Honda E, Uegaki M, Shojima K, Hayashi T, Shigemori M, Kuramoto S
No Shinkei Geka. 1981 Dec;9(13):1527-33.
A case of arterio-venous malformation (AVM) at the right parietal area in association with agenesis of the left internal carotid artery (ICA) is described. A 27-year-old male complained of severe headache and vomiting on September 27th in 1980. He lost his consciousness and became stuporous within several minutes after the ictus. He was then transferred to Kurume University Hospital. On admission, he was semicomatose, anisocoria and left hemiparesis marked in the lower limbs, and bilateral Babinski reflex were noted. A emergency CT scan revealed a round high density area suggesting intracerebral hematoma at the right parieto-occipital area. Right retrograde brachial angiography was then performed which showed a small AVM at the right parietal lobe mainly fed by the right posterior parietal arterial branch, and drained into the superior sagittal sinus, via the subcortial veins. Left MCA bilateral PCA and SCA also were demonstrated on the angiogram. The angiogram suggested on abnormality of the Willis ring. Emergency operation fro the small AVM associated with intracerebral hematoma was then performed. The AVM was sufficiently removed and approximately 80 gr. of intracerebral clots were also evacuated completely. Histological examination indicated a typical small AVM. The postoperative course was uneventful. Left CAG performed by seldinger method from the femoral artery after the operation showed no demonstration of the left ICA. the left common carotid artery was terminated as the external carotid artery without carotid bifurcation at the neck. The left ophthalmic artery was fed by the meningeal artery of the internal maxillary artery. Left vertebrobasilar system was normal. From an angiogram, the agenesis of the left ICA was most suspected. An agenesis of ICA was uncommon among the literature in which there was no case with this anomaly associated with cerebral AVM. The embryological consideration about this case was mainly discussed.

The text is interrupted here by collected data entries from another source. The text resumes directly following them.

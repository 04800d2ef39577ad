//! Component data model.
//!
//! A component is one content block on a page: a kind, a property bag and an
//! optional cross-cutting style record.

use std::fmt;

use chrono::Utc;
use serde::{Deserialize, Serialize};

use super::properties::Properties;

/// Kind of a component.
///
/// The set of supported kinds is closed. Anything else read from stored or
/// imported data is kept verbatim in [`ComponentKind::Other`] so it survives a
/// round-trip and renders as a placeholder.
#[derive(Debug, Clone, PartialEq, Eq, Hash, PartialOrd, Ord, Serialize, Deserialize)]
#[serde(from = "String", into = "String")]
pub enum ComponentKind {
    /// Top navigation bar
    Navbar,
    /// Page header section
    Header,
    /// Main banner area
    Hero,
    /// Image showcase grid
    Gallery,
    /// Frequently asked questions
    Faq,
    /// Contact information and form
    Contact,
    /// Bottom page section
    Footer,
    /// Customer logos and metrics
    SocialProof,
    /// Call to action
    Cta,
    /// Key benefits highlight
    ValueProposition,
    /// Company logos showcase
    ClientLogos,
    /// Pricing plans
    Pricing,
    /// Security badges and certifications
    TrustSignals,
    /// Embedded video
    Video,
    /// Single or multiple images
    Images,
    /// Partner logo strip
    Logos,
    /// Features grid
    Features,
    /// Rich text block
    Text,
    /// Large title
    Headline,
    /// Supporting text under headlines
    Subheading,
    /// Team member profiles
    Team,
    /// Customer quotes
    Testimonials,
    /// Key numbers
    Stats,
    /// Company information
    About,
    /// Unsupported kind, preserved as written
    Other(String),
}

/// Palette category a component kind is listed under.
#[derive(Debug, Clone, Copy, PartialEq, Eq, Serialize)]
pub enum PaletteCategory {
    /// Page chrome: navigation, header, footer
    Layout,
    /// Hero and heading blocks
    #[serde(rename = "Hero & Headers")]
    HeroAndHeaders,
    /// Textual content sections
    Content,
    /// Image and video sections
    Visual,
    /// Logos, quotes and numbers
    #[serde(rename = "Social Proof")]
    SocialProof,
    /// Pricing, calls to action, contact
    Business,
    /// Badges and team
    #[serde(rename = "Trust & Team")]
    TrustAndTeam,
}

impl fmt::Display for PaletteCategory {
    fn fmt(&self, f: &mut fmt::Formatter<'_>) -> fmt::Result {
        let label = match self {
            Self::Layout => "Layout",
            Self::HeroAndHeaders => "Hero & Headers",
            Self::Content => "Content",
            Self::Visual => "Visual",
            Self::SocialProof => "Social Proof",
            Self::Business => "Business",
            Self::TrustAndTeam => "Trust & Team",
        };
        f.write_str(label)
    }
}

impl ComponentKind {
    /// Every supported kind, in palette order.
    pub fn all() -> [Self; 24] {
        [
            Self::Navbar,
            Self::Header,
            Self::Footer,
            Self::Hero,
            Self::Headline,
            Self::Subheading,
            Self::Text,
            Self::Features,
            Self::About,
            Self::Faq,
            Self::Gallery,
            Self::Video,
            Self::Images,
            Self::Testimonials,
            Self::SocialProof,
            Self::ClientLogos,
            Self::Logos,
            Self::Stats,
            Self::Pricing,
            Self::Cta,
            Self::Contact,
            Self::ValueProposition,
            Self::TrustSignals,
            Self::Team,
        ]
    }

    /// Wire name of the kind (`"social-proof"`, `"cta"`, ...).
    pub fn as_str(&self) -> &str {
        match self {
            Self::Navbar => "navbar",
            Self::Header => "header",
            Self::Hero => "hero",
            Self::Gallery => "gallery",
            Self::Faq => "faq",
            Self::Contact => "contact",
            Self::Footer => "footer",
            Self::SocialProof => "social-proof",
            Self::Cta => "cta",
            Self::ValueProposition => "value-proposition",
            Self::ClientLogos => "client-logos",
            Self::Pricing => "pricing",
            Self::TrustSignals => "trust-signals",
            Self::Video => "video",
            Self::Images => "images",
            Self::Logos => "logos",
            Self::Features => "features",
            Self::Text => "text",
            Self::Headline => "headline",
            Self::Subheading => "subheading",
            Self::Team => "team",
            Self::Testimonials => "testimonials",
            Self::Stats => "stats",
            Self::About => "about",
            Self::Other(name) => name,
        }
    }

    /// Parses a wire name. Unknown names become [`ComponentKind::Other`].
    pub fn parse(name: &str) -> Self {
        Self::all()
            .into_iter()
            .find(|kind| kind.as_str() == name)
            .unwrap_or_else(|| Self::Other(name.to_string()))
    }

    /// True for every kind except [`ComponentKind::Other`].
    pub fn is_known(&self) -> bool {
        !matches!(self, Self::Other(_))
    }

    /// Human-readable palette name.
    pub fn display_name(&self) -> &str {
        match self {
            Self::Navbar => "Navigation Bar",
            Self::Header => "Page Header",
            Self::Hero => "Hero Section",
            Self::Gallery => "Gallery",
            Self::Faq => "FAQ Section",
            Self::Contact => "Contact Form",
            Self::Footer => "Footer",
            Self::SocialProof => "Social Proof",
            Self::Cta => "Call to Action",
            Self::ValueProposition => "Value Proposition",
            Self::ClientLogos => "Client Logos",
            Self::Pricing => "Pricing Tables",
            Self::TrustSignals => "Trust Signals",
            Self::Video => "Video Player",
            Self::Images => "Image Block",
            Self::Logos => "Logo Strip",
            Self::Features => "Features",
            Self::Text => "Text Block",
            Self::Headline => "Headline",
            Self::Subheading => "Subheading",
            Self::Team => "Team Section",
            Self::Testimonials => "Testimonials",
            Self::Stats => "Statistics",
            Self::About => "About Section",
            Self::Other(name) => name,
        }
    }

    /// Short palette description.
    pub fn description(&self) -> &'static str {
        match self {
            Self::Navbar => "Header navigation menu",
            Self::Header => "Page header section",
            Self::Hero => "Main banner area",
            Self::Gallery => "Image showcase grid",
            Self::Faq => "Frequently asked questions",
            Self::Contact => "Contact information and forms",
            Self::Footer => "Bottom page section",
            Self::SocialProof => "Customer logos and metrics",
            Self::Cta => "Action buttons and forms",
            Self::ValueProposition => "Key benefits highlight",
            Self::ClientLogos => "Company logos showcase",
            Self::Pricing => "Service pricing plans",
            Self::TrustSignals => "Security badges and certifications",
            Self::Video => "Embedded video content",
            Self::Images => "Single or multiple images",
            Self::Logos => "Partner and press logo strip",
            Self::Features => "Product/service features grid",
            Self::Text => "Rich text content",
            Self::Headline => "Large attention-grabbing title",
            Self::Subheading => "Supporting text under headlines",
            Self::Team => "Team member profiles",
            Self::Testimonials => "Customer reviews and quotes",
            Self::Stats => "Key numbers and metrics",
            Self::About => "Company information",
            Self::Other(_) => "Unsupported component",
        }
    }

    /// Palette category, `None` for unsupported kinds.
    pub fn category(&self) -> Option<PaletteCategory> {
        let category = match self {
            Self::Navbar | Self::Header | Self::Footer => PaletteCategory::Layout,
            Self::Hero | Self::Headline | Self::Subheading => PaletteCategory::HeroAndHeaders,
            Self::Text | Self::Features | Self::About | Self::Faq => PaletteCategory::Content,
            Self::Gallery | Self::Video | Self::Images => PaletteCategory::Visual,
            Self::Testimonials
            | Self::SocialProof
            | Self::ClientLogos
            | Self::Logos
            | Self::Stats => PaletteCategory::SocialProof,
            Self::Pricing | Self::Cta | Self::Contact | Self::ValueProposition => {
                PaletteCategory::Business
            }
            Self::TrustSignals | Self::Team => PaletteCategory::TrustAndTeam,
            Self::Other(_) => return None,
        };
        Some(category)
    }

    /// Palette kinds whose name, description or category contain `term`,
    /// ignoring case. A missing or blank term matches every kind.
    pub fn search(term: Option<&str>) -> Vec<Self> {
        let needle = term
            .map(str::trim)
            .filter(|t| !t.is_empty())
            .map(str::to_lowercase);

        Self::all()
            .into_iter()
            .filter(|kind| {
                let Some(needle) = &needle else {
                    return true;
                };
                let category = kind.category().map(|c| c.to_string()).unwrap_or_default();
                [kind.display_name(), kind.description(), category.as_str()]
                    .iter()
                    .any(|field| field.to_lowercase().contains(needle.as_str()))
            })
            .collect()
    }
}

impl From<String> for ComponentKind {
    fn from(name: String) -> Self {
        Self::parse(&name)
    }
}

impl From<&str> for ComponentKind {
    fn from(name: &str) -> Self {
        Self::parse(name)
    }
}

impl From<ComponentKind> for String {
    fn from(kind: ComponentKind) -> Self {
        match kind {
            ComponentKind::Other(name) => name,
            known => known.as_str().to_string(),
        }
    }
}

impl fmt::Display for ComponentKind {
    fn fmt(&self, f: &mut fmt::Formatter<'_>) -> fmt::Result {
        f.write_str(self.as_str())
    }
}

/// Presentation options that apply to any component kind.
#[derive(Debug, Clone, Default, PartialEq, Eq, Serialize, Deserialize)]
#[serde(rename_all = "camelCase")]
pub struct ComponentStyle {
    /// Extra CSS classes, space separated
    #[serde(default, skip_serializing_if = "Option::is_none")]
    pub class_name: Option<String>,
    /// Hide the block below the mobile breakpoint
    #[serde(default)]
    pub hide_on_mobile: bool,
    /// Hide the block between the mobile and tablet breakpoints
    #[serde(default)]
    pub hide_on_tablet: bool,
}

impl ComponentStyle {
    /// True when the style carries nothing that changes the output.
    pub fn is_noop(&self) -> bool {
        !self.hide_on_mobile
            && !self.hide_on_tablet
            && self
                .class_name
                .as_deref()
                .map_or(true, |c| c.trim().is_empty())
    }
}

/// A content block placed on a page.
#[derive(Debug, Clone, PartialEq, Serialize, Deserialize)]
pub struct Component {
    /// Identifier, unique within its page
    pub id: String,
    /// Component kind; fixed once the component exists
    #[serde(rename = "type")]
    pub kind: ComponentKind,
    /// Property bag
    #[serde(default)]
    pub properties: Properties,
    /// Optional presentation options
    #[serde(default, skip_serializing_if = "Option::is_none")]
    pub style: Option<ComponentStyle>,
}

impl Component {
    /// Creates a component of `kind` with its default properties attached.
    pub fn new(kind: ComponentKind) -> Self {
        let properties = crate::generator::defaults_for(&kind);
        Self {
            id: Self::generate_id(&kind),
            kind,
            properties,
            style: None,
        }
    }

    /// Creates a component with explicit properties.
    pub fn with_properties(kind: ComponentKind, properties: Properties) -> Self {
        Self {
            id: Self::generate_id(&kind),
            kind,
            properties,
            style: None,
        }
    }

    /// Generates an identifier of the form `<kind>-<unix millis>-<8 hex>`.
    pub fn generate_id(kind: &ComponentKind) -> String {
        let millis = Utc::now().timestamp_millis();
        let suffix = uuid::Uuid::new_v4().simple().to_string();
        format!("{}-{}-{}", kind.as_str(), millis, &suffix[..8])
    }
}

本文描述了一例右侧顶叶动静脉畸形(AVM)合并左侧颈内动脉(ICA)缺如的病例。一名27岁男性于1980年9月27日出现严重头痛和呕吐。发病后几分钟内,他失去意识并陷入昏迷。随后被转至久留米大学医院。入院时,他处于半昏迷状态,双侧瞳孔不等大,下肢左侧偏瘫明显,双侧巴氏征阳性。急诊CT扫描显示右侧顶枕叶区域有一个圆形高密度区,提示脑内血肿。随后进行了右侧逆行肱动脉血管造影,显示右侧顶叶有一个小AVM,主要由右侧顶叶后动脉分支供血,并通过皮质下静脉引流至上矢状窦。血管造影还显示了左侧大脑中动脉、双侧大脑后动脉和小脑上动脉。血管造影提示Willis环异常。随后对与脑内血肿相关的小AVM进行了急诊手术。AVM被充分切除,约80克脑内血凝块也被完全清除。组织学检查显示为典型的小AVM。术后病程顺利。术后经股动脉采用Seldinger法进行的左侧脑血管造影(CAG)显示未发现左侧ICA。左侧颈总动脉在颈部未形成颈动脉分叉,仅终止于颈外动脉。左侧眼动脉由上颌内动脉的脑膜动脉供血。左侧椎基底系统正常。从血管造影来看,最怀疑左侧ICA缺如。ICA缺如在文献中并不常见,且尚无与脑AVM相关的此类异常病例。本文主要讨论了该病例的胚胎学相关问题。